**Problem to work on**:
Every line below that carries the word "tracing" needs to be copied.

(Beginning of Information provided)

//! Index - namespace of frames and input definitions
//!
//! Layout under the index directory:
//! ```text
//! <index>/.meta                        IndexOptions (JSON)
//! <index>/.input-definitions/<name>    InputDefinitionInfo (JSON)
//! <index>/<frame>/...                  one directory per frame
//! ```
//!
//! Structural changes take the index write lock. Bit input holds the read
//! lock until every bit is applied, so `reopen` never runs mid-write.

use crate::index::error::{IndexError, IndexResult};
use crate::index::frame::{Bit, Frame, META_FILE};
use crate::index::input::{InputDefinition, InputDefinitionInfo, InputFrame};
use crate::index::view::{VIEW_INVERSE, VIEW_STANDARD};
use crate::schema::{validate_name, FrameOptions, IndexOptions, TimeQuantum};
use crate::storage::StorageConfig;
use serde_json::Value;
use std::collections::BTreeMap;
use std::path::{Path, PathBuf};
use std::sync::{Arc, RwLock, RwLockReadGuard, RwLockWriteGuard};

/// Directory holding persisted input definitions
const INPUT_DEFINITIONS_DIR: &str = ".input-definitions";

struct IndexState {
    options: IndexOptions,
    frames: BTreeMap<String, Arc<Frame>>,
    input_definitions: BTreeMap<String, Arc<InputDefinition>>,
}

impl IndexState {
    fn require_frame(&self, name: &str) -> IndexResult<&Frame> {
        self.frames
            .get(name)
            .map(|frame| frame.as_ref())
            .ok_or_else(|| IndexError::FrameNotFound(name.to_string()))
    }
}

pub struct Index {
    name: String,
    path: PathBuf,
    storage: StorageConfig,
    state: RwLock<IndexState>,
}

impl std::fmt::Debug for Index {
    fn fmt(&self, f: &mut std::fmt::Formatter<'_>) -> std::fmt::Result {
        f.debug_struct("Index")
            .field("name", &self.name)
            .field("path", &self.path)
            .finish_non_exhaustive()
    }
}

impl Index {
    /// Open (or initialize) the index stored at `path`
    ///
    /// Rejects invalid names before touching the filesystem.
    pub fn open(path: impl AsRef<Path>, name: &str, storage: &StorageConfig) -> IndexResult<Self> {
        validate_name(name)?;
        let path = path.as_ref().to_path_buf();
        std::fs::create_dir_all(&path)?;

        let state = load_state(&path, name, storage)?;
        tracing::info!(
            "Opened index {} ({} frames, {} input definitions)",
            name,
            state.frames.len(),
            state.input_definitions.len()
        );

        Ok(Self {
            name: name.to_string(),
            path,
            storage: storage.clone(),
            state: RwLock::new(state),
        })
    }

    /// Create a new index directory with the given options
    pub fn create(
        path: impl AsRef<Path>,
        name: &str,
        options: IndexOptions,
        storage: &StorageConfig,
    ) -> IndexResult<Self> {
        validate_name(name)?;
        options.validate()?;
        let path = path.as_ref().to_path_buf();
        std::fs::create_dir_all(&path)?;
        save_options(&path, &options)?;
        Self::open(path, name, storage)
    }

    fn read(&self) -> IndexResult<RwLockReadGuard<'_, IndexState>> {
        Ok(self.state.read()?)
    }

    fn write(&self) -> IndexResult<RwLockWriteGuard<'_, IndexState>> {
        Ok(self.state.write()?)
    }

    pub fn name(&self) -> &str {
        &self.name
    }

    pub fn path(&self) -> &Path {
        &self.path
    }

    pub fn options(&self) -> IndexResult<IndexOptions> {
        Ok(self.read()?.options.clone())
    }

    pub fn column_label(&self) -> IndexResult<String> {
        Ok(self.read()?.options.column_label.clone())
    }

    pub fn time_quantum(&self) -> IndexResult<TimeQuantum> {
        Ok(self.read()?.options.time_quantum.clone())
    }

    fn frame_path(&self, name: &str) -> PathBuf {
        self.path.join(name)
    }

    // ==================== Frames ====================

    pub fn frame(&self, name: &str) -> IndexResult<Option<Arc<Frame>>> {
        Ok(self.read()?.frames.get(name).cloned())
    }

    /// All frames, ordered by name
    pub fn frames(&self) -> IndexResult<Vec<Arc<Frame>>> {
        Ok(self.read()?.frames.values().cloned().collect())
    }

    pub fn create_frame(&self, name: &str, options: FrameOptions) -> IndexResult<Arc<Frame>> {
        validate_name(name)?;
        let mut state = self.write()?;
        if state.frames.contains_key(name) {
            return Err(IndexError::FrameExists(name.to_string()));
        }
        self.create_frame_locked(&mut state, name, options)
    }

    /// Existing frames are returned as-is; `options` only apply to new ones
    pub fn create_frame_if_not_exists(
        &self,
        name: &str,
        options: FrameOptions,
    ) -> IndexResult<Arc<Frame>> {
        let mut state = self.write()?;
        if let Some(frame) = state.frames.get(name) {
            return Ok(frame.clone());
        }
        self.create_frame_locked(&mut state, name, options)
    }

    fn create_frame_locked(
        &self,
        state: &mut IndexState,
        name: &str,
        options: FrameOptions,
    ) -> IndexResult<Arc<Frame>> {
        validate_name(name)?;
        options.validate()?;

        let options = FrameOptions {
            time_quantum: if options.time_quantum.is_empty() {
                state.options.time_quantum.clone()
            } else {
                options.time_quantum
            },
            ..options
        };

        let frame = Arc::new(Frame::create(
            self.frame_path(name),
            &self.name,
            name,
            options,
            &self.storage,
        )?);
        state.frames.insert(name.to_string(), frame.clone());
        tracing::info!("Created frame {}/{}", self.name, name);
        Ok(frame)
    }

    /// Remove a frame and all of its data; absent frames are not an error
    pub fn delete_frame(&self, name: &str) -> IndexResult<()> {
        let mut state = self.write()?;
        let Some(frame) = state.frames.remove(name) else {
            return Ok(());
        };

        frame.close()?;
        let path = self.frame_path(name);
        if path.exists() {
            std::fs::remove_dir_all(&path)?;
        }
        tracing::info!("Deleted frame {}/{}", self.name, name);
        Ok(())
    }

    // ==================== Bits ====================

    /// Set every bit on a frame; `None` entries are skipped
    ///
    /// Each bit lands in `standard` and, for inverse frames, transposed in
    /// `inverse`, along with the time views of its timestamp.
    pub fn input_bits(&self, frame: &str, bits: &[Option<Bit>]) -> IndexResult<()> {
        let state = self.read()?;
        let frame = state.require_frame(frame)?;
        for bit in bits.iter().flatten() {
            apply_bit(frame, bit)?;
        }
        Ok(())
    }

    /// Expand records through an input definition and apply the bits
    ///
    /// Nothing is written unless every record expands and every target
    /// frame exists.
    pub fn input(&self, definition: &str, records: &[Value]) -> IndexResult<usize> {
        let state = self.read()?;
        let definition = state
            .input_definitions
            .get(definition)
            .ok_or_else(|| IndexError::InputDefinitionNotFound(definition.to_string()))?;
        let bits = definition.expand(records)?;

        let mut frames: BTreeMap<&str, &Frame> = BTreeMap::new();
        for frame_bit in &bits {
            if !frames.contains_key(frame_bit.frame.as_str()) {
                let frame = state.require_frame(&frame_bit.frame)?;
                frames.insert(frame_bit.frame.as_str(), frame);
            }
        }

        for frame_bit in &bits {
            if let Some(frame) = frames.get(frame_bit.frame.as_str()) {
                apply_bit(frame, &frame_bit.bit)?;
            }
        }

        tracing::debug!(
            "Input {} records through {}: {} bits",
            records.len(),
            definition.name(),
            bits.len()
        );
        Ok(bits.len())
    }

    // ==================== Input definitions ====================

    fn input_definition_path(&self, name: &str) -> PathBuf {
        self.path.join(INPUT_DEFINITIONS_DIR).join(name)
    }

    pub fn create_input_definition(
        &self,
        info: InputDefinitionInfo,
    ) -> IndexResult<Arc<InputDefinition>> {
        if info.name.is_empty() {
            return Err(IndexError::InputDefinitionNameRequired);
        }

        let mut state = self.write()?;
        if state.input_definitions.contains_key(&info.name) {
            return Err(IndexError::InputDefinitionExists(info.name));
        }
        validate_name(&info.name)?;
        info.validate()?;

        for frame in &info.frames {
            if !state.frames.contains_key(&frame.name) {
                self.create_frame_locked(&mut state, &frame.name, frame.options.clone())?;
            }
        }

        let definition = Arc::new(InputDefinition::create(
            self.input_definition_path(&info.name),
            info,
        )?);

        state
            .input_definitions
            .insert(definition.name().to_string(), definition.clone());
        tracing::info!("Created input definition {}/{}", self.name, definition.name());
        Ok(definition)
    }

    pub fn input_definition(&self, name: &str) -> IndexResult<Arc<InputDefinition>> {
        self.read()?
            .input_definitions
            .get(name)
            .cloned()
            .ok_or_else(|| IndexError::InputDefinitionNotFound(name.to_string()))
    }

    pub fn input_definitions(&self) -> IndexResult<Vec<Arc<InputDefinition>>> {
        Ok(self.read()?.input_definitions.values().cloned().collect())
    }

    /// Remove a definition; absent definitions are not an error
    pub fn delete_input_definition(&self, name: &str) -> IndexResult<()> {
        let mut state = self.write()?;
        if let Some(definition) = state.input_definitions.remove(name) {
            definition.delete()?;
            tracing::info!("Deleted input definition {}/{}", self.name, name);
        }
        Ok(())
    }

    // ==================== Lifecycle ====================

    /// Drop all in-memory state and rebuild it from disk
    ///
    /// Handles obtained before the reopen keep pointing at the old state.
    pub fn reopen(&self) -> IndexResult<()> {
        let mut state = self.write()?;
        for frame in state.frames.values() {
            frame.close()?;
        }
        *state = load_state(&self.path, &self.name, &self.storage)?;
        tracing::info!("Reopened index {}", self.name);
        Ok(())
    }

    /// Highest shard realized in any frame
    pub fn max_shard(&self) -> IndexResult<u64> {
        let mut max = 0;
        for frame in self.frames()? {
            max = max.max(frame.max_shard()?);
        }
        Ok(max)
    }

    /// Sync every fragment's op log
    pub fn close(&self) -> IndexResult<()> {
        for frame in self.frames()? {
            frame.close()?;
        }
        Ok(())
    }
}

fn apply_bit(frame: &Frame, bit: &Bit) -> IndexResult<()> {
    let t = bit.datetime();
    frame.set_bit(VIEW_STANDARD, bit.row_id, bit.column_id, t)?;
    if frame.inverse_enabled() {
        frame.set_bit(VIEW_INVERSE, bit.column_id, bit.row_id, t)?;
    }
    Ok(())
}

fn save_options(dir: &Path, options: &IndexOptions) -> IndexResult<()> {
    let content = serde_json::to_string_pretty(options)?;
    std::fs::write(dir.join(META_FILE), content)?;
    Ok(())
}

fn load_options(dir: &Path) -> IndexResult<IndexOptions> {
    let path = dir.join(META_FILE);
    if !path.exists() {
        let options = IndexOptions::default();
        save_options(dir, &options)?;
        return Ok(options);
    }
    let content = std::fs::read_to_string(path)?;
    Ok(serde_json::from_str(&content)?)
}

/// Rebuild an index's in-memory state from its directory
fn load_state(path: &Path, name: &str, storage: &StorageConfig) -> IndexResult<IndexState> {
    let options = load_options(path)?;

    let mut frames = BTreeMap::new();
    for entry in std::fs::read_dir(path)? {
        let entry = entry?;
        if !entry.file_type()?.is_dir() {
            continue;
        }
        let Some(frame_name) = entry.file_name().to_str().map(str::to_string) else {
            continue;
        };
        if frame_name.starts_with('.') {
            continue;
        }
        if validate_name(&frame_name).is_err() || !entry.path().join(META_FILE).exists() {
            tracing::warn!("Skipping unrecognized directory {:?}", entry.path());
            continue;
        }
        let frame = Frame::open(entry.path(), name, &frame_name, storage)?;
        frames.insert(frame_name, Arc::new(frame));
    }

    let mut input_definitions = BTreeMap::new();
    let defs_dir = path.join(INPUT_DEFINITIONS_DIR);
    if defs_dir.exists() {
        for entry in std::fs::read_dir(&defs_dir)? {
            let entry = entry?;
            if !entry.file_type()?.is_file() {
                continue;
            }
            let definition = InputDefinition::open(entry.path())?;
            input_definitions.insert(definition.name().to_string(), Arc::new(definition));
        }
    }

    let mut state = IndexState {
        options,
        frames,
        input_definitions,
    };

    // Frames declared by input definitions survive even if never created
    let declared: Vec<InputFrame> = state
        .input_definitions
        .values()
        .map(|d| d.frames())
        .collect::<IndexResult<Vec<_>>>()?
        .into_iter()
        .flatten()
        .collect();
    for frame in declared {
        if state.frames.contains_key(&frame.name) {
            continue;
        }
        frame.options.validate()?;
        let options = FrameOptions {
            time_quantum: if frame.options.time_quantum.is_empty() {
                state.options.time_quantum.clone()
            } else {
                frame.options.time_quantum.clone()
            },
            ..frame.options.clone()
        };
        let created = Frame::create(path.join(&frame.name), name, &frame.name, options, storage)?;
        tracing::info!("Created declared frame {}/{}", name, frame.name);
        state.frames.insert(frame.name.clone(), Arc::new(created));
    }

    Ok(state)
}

(End of Information provided)

**Exercise answer**:
        tracing::info!(
        tracing::info!("Created frame {}/{}", self.name, name);
        tracing::info!("Deleted frame {}/{}", self.name, name);
        tracing::debug!(
        tracing::info!("Created input definition {}/{}", self.name, definition.name());
            tracing::info!("Deleted input definition {}/{}", self.name, name);
        tracing::info!("Reopened index {}", self.name);
            tracing::warn!("Skipping unrecognized directory {:?}", entry.path());
        tracing::info!("Created declared frame {}/{}", name, frame.name);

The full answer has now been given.